Goal of the exercise: Up through the line that contains "let curve = ShiftedQuadratic::new(2.0, -3.0, 1.0);", retype the entries exactly, beginning at the very first line.

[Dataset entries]
====

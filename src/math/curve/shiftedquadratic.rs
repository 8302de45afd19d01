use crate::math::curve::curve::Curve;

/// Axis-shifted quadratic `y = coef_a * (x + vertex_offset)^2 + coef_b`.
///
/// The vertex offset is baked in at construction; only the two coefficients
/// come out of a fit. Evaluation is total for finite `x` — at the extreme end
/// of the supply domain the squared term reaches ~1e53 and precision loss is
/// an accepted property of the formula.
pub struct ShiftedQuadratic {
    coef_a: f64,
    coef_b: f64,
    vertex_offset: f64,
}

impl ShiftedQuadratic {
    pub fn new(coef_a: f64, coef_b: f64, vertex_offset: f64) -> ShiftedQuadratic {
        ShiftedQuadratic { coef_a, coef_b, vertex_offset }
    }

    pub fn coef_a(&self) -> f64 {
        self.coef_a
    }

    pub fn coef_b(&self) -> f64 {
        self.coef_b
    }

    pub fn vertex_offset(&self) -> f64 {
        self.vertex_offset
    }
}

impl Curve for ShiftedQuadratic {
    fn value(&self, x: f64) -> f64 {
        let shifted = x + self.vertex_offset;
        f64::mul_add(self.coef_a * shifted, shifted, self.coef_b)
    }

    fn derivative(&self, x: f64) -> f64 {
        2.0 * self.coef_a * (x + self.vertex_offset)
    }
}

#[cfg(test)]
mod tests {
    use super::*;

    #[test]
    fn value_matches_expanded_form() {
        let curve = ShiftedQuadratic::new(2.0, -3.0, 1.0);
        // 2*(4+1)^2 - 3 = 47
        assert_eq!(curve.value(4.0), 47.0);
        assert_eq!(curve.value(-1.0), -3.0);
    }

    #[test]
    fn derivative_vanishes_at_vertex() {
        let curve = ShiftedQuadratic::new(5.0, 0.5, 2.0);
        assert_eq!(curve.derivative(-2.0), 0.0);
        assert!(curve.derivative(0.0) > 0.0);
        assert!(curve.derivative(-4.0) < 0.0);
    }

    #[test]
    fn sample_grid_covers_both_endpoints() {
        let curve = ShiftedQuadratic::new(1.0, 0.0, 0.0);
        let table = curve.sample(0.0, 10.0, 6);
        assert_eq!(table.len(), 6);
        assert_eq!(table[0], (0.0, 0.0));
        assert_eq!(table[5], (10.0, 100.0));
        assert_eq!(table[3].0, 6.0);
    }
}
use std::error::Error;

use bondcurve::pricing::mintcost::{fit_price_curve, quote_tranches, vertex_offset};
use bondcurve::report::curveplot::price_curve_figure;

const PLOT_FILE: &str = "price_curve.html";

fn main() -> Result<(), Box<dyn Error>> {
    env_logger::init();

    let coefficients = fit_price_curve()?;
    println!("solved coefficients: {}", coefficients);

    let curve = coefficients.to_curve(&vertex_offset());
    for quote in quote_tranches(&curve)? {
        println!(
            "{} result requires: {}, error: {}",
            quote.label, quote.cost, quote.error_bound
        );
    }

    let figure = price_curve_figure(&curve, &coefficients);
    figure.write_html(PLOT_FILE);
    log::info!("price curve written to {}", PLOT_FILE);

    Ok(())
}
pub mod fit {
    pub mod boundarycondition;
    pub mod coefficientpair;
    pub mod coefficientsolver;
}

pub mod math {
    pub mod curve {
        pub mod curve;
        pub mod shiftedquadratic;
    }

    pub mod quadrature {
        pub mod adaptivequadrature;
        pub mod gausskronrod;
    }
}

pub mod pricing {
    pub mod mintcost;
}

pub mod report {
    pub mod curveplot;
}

====

Solution for this problem:
filename src/math/curve/shiftedquadratic.rs
repository 8302de45afd19d01
use crate::math::curve::curve::Curve;

/// Axis-shifted quadratic `y = coef_a * (x + vertex_offset)^2 + coef_b`.
///
/// The vertex offset is baked in at construction; only the two coefficients
/// come out of a fit. Evaluation is total for finite `x` — at the extreme end
/// of the supply domain the squared term reaches ~1e53 and precision loss is
/// an accepted property of the formula.
pub struct ShiftedQuadratic {
    coef_a: f64,
    coef_b: f64,
    vertex_offset: f64,
}

impl ShiftedQuadratic {
    pub fn new(coef_a: f64, coef_b: f64, vertex_offset: f64) -> ShiftedQuadratic {
        ShiftedQuadratic { coef_a, coef_b, vertex_offset }
    }

    pub fn coef_a(&self) -> f64 {
        self.coef_a
    }

    pub fn coef_b(&self) -> f64 {
        self.coef_b
    }

    pub fn vertex_offset(&self) -> f64 {
        self.vertex_offset
    }
}

impl Curve for ShiftedQuadratic {
    fn value(&self, x: f64) -> f64 {
        let shifted = x + self.vertex_offset;
        f64::mul_add(self.coef_a * shifted, shifted, self.coef_b)
    }

    fn derivative(&self, x: f64) -> f64 {
        2.0 * self.coef_a * (x + self.vertex_offset)
    }
}

#[cfg(test)]
mod tests {
    use super::*;

    #[test]
    fn value_matches_expanded_form() {
        let curve = ShiftedQuadratic::new(2.0, -3.0, 1.0);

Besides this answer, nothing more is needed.